Several Lakers have also had their families cycle onto the digital screen: JaVale McGee had his mother, his sister and his daughter’s mother on screen against the Clippers (he called it “some Black Mirror-type stuff”). Many players and coaches spend hours on FaceTime with their families and loved ones, trying to steal little scraps of their three-month road trip back.
What they try to come back to is making the sacrifice worth it.
“Everyone that came on the trip wants to be here and wants to compete for a championship so we have that mindset of being able to go out there and play games and know why we’re here, what’s our purpose,” Anthony Davis said. “So I don’t think that mental aspect is getting to us but there’s more so just on-court things — getting back in a rhythm and things like that. But I think we’re mentally strong enough to withstand the next six weeks or whatever — however long we’re here.”
Caldwell-Pope to miss Monday’s game vs. Nuggets
One of the most impressive active streaks on the team will end Monday night: Kentavious Caldwell-Pope will sit out.
The 27-year-old has played in 177 straight games, last missing a Lakers contest on Jan. 21, 2018. He’ll sit out with right ankle soreness after Myles Turner landed on it in the second quarter of Saturday’s game. After spending several tense moments down on the ground, Caldwell-Pope popped back to standing after James teasingly mocked him to get up. He returned to the game after the timeout and wound up playing 31 minutes.
Vogel said medical evaluation “came back clean” for Caldwell-Pope, but the Lakers are playing cautious with just two games remaining in the regular season and a thin back court rotation. Alex Caruso also missed a game last week with neck soreness after an on-court collision.
“I have a great deal of respect for guys like that that are iron men,” Vogel said. “KCP is sort of the all-reliable for us and he could play tomorrow if we needed him. Obviously with Avery out, he becomes one of our more important players, what he can do on the defensive end. And great respect for guys like that that play every night.”

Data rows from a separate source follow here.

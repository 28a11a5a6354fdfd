#![allow(dead_code)]

use openplate::models::nutrient::NutrientGoal;
use std::ffi::OsString;
use std::sync::{LazyLock, Mutex};
use tempfile::TempDir;

pub const EPS: f64 = 1e-9;

static HOME_ENV_LOCK: LazyLock<Mutex<()>> = LazyLock::new(|| Mutex::new(()));

/// Goal with no burned calories.
pub fn goal(goal_amount: f64, consumed_amount: f64) -> NutrientGoal {
    NutrientGoal::new(goal_amount, consumed_amount)
}

pub fn assert_close(actual: f64, expected: f64) {
    assert!(
        (actual - expected).abs() < EPS,
        "expected {expected}, got {actual}"
    );
}

struct OpenPlateHomeGuard {
    previous: Option<OsString>,
}

impl OpenPlateHomeGuard {
    fn set(path: &std::path::Path) -> Self {
        let previous = std::env::var_os("OPENPLATE_HOME");
        // SAFETY: tests that touch OPENPLATE_HOME are serialized by HOME_ENV_LOCK.
        unsafe { std::env::set_var("OPENPLATE_HOME", path) };
        Self { previous }
    }
}

impl Drop for OpenPlateHomeGuard {
    fn drop(&mut self) {
        match &self.previous {
            // SAFETY: tests that touch OPENPLATE_HOME are serialized by HOME_ENV_LOCK.
            Some(value) => unsafe { std::env::set_var("OPENPLATE_HOME", value) },
            // SAFETY: as above.
            None => unsafe { std::env::remove_var("OPENPLATE_HOME") },
        }
    }
}

/// Run `f` with `OPENPLATE_HOME` pointing at a fresh temp dir.
pub fn with_temp_home<T>(f: impl FnOnce(&std::path::Path) -> T) -> T {
    let _lock = HOME_ENV_LOCK.lock().unwrap_or_else(|e| e.into_inner());
    let dir = TempDir::new().unwrap();
    let _home = OpenPlateHomeGuard::set(dir.path());
    f(dir.path())
}
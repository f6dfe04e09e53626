// SPDX-License-Identifier: BUSL-1.1
// Copyright (c) 2026 Alfred Jean LLC

//! JSON-file-backed repositories.
//!
//! spec.md §1 treats the relational store and the credential/Globus/
//! result-listing key-value store as external collaborators reachable
//! only via simple CRUD — [`InMemoryJobRepository`](crate::InMemoryJobRepository)
//! and friends stand in for that in `sup-engine`'s unit tests. `sup-cli`
//! and `sup-daemon` are separate OS processes, though, and need that
//! same CRUD state to survive past one invocation without a real
//! database — so this module adds a file-backed variant of each
//! repository, one JSON snapshot per entity kind, rewritten wholesale on
//! every mutation. That is the one thing `sup-cli`/`sup-daemon` actually
//! need: durable CRUD, not a replayable event log (that treatment is
//! reserved for [`crate::PerClusterQueue`], the one state spec.md says
//! must survive a restart).

use crate::error::StorageError;
use crate::repository::{
    CacheKey, CacheRepository, EventRepository, FolderRepository, JobRepository, LogRepository,
};
use parking_lot::Mutex;
use std::collections::HashMap;
use std::fs;
use std::path::{Path, PathBuf};
use sup_core::cache::CacheEntry;
use sup_core::event::{Event, Log};
use sup_core::folder::{Folder, FolderId};
use sup_core::hpc::HpcId;
use sup_core::job::{Job, JobId};

/// Read `path` as JSON into `T`, or return `default` if it does not yet
/// exist. Any other read/parse failure is surfaced.
fn load_or_default<T: serde::de::DeserializeOwned + Default>(path: &Path) -> Result<T, StorageError> {
    match fs::read(path) {
        Ok(bytes) => Ok(serde_json::from_slice(&bytes)?),
        Err(e) if e.kind() == std::io::ErrorKind::NotFound => Ok(T::default()),
        Err(e) => Err(StorageError::Io(e)),
    }
}

/// Serialize `value` and write it to `path` via a temp-file-plus-rename,
/// so a crash mid-write never leaves a half-written snapshot behind.
fn persist<T: serde::Serialize>(path: &Path, value: &T) -> Result<(), StorageError> {
    if let Some(parent) = path.parent() {
        fs::create_dir_all(parent)?;
    }
    let bytes = serde_json::to_vec_pretty(value)?;
    let tmp_path = path.with_extension("json.tmp");
    fs::write(&tmp_path, bytes)?;
    fs::rename(&tmp_path, path)?;
    Ok(())
}

/// File-backed [`JobRepository`]: one JSON object of `JobId -> Job`.
pub struct FileJobRepository {
    path: PathBuf,
    jobs: Mutex<HashMap<JobId, Job>>,
}

impl FileJobRepository {
    pub fn open(path: impl Into<PathBuf>) -> Result<Self, StorageError> {
        let path = path.into();
        let jobs = load_or_default(&path)?;
        Ok(Self {
            path,
            jobs: Mutex::new(jobs),
        })
    }
}

impl JobRepository for FileJobRepository {
    fn insert(&self, job: Job) -> Result<(), StorageError> {
        let mut jobs = self.jobs.lock();
        jobs.insert(job.id.clone(), job);
        persist(&self.path, &*jobs)
    }

    fn get(&self, id: &JobId) -> Result<Job, StorageError> {
        self.jobs
            .lock()
            .get(id)
            .cloned()
            .ok_or_else(|| StorageError::NotFound(format!("job {id}")))
    }

    fn update(&self, job: Job) -> Result<(), StorageError> {
        let mut jobs = self.jobs.lock();
        if !jobs.contains_key(&job.id) {
            return Err(StorageError::NotFound(format!("job {}", job.id)));
        }
        jobs.insert(job.id.clone(), job);
        persist(&self.path, &*jobs)
    }

    fn list_by_hpc(&self, hpc: &HpcId) -> Result<Vec<Job>, StorageError> {
        Ok(self
            .jobs
            .lock()
            .values()
            .filter(|job| &job.hpc == hpc)
            .cloned()
            .collect())
    }
}

/// File-backed [`FolderRepository`]: one JSON object of `FolderId -> Folder`.
pub struct FileFolderRepository {
    path: PathBuf,
    folders: Mutex<HashMap<FolderId, Folder>>,
}

impl FileFolderRepository {
    pub fn open(path: impl Into<PathBuf>) -> Result<Self, StorageError> {
        let path = path.into();
        let folders = load_or_default(&path)?;
        Ok(Self {
            path,
            folders: Mutex::new(folders),
        })
    }
}

impl FolderRepository for FileFolderRepository {
    fn insert(&self, folder: Folder) -> Result<(), StorageError> {
        let mut folders = self.folders.lock();
        folders.insert(folder.id.clone(), folder);
        persist(&self.path, &*folders)
    }

    fn get(&self, id: &FolderId) -> Result<Folder, StorageError> {
        self.folders
            .lock()
            .get(id)
            .cloned()
            .ok_or_else(|| StorageError::NotFound(format!("folder {id}")))
    }

    fn mark_deleted(&self, id: &FolderId) -> Result<(), StorageError> {
        let mut folders = self.folders.lock();
        let folder = folders
            .get_mut(id)
            .ok_or_else(|| StorageError::NotFound(format!("folder {id}")))?;
        folder.deleted = true;
        persist(&self.path, &*folders)
    }
}

/// File-backed [`CacheRepository`]. `CacheKey` is a two-field struct, not
/// a bare string, so it cannot serialize directly as a JSON object key;
/// the snapshot on disk is a flat `Vec<(CacheKey, CacheEntry)>` instead,
/// rebuilt into the in-memory `HashMap` at open time.
pub struct FileCacheRepository {
    path: PathBuf,
    entries: Mutex<HashMap<CacheKey, CacheEntry>>,
}

impl FileCacheRepository {
    pub fn open(path: impl Into<PathBuf>) -> Result<Self, StorageError> {
        let path = path.into();
        let pairs: Vec<(CacheKey, CacheEntry)> = load_or_default(&path)?;
        Ok(Self {
            path,
            entries: Mutex::new(pairs.into_iter().collect()),
        })
    }

    fn persist_locked(&self, entries: &HashMap<CacheKey, CacheEntry>) -> Result<(), StorageError> {
        let pairs: Vec<(&CacheKey, &CacheEntry)> = entries.iter().collect();
        persist(&self.path, &pairs)
    }
}

impl CacheRepository for FileCacheRepository {
    fn get(&self, key: &CacheKey) -> Result<Option<CacheEntry>, StorageError> {
        Ok(self.entries.lock().get(key).cloned())
    }

    fn upsert(&self, key: CacheKey, entry: CacheEntry) -> Result<(), StorageError> {
        let mut entries = self.entries.lock();
        entries.insert(key, entry);
        self.persist_locked(&entries)
    }

    fn remove(&self, key: &CacheKey) -> Result<(), StorageError> {
        let mut entries = self.entries.lock();
        entries.remove(key);
        self.persist_locked(&entries)
    }
}

/// File-backed [`EventRepository`]: one JSON object of `JobId -> Vec<Event>`.
pub struct FileEventRepository {
    path: PathBuf,
    events: Mutex<HashMap<JobId, Vec<Event>>>,
}

impl FileEventRepository {
    pub fn open(path: impl Into<PathBuf>) -> Result<Self, StorageError> {
        let path = path.into();
        let events = load_or_default(&path)?;
        Ok(Self {
            path,
            events: Mutex::new(events),
        })
    }
}

impl EventRepository for FileEventRepository {
    fn append(&self, event: Event) -> Result<(), StorageError> {
        let mut events = self.events.lock();
        events.entry(event.job_id.clone()).or_default().push(event);
        persist(&self.path, &*events)
    }

    fn list_by_job(&self, job_id: &JobId) -> Result<Vec<Event>, StorageError> {
        Ok(self.events.lock().get(job_id).cloned().unwrap_or_default())
    }
}

/// File-backed [`LogRepository`]: one JSON object of `JobId -> Vec<Log>`.
pub struct FileLogRepository {
    path: PathBuf,
    logs: Mutex<HashMap<JobId, Vec<Log>>>,
}

impl FileLogRepository {
    pub fn open(path: impl Into<PathBuf>) -> Result<Self, StorageError> {
        let path = path.into();
        let logs = load_or_default(&path)?;
        Ok(Self {
            path,
            logs: Mutex::new(logs),
        })
    }
}

impl LogRepository for FileLogRepository {
    fn append(&self, log: Log) -> Result<(), StorageError> {
        let mut logs = self.logs.lock();
        logs.entry(log.job_id.clone()).or_default().push(log);
        persist(&self.path, &*logs)
    }

    fn list_by_job(&self, job_id: &JobId) -> Result<Vec<Log>, StorageError> {
        Ok(self.logs.lock().get(job_id).cloned().unwrap_or_default())
    }
}

#[cfg(test)]
#[path = "file_repository_tests.rs"]
mod tests;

Caldwell-Pope’s absence will continue to sow a little disorder into the Lakers’ rotations, which have been irregular throughout the seeding games as the coaching staff has sought to blend new components and give players like Dion Waiters and J.R. Smith a look — but neither played Saturday. Vogel said he would continue to mix and match on rotations against the Nuggets.
“We’re still going to look at different combinations and get guys involved,” he said. “We’re not going to have a full ‘this is our playoff rotation’ mindset tomorrow night. We’re still going to work in some guys to get familiar in our system and the way we’re playing with the starting lineup.”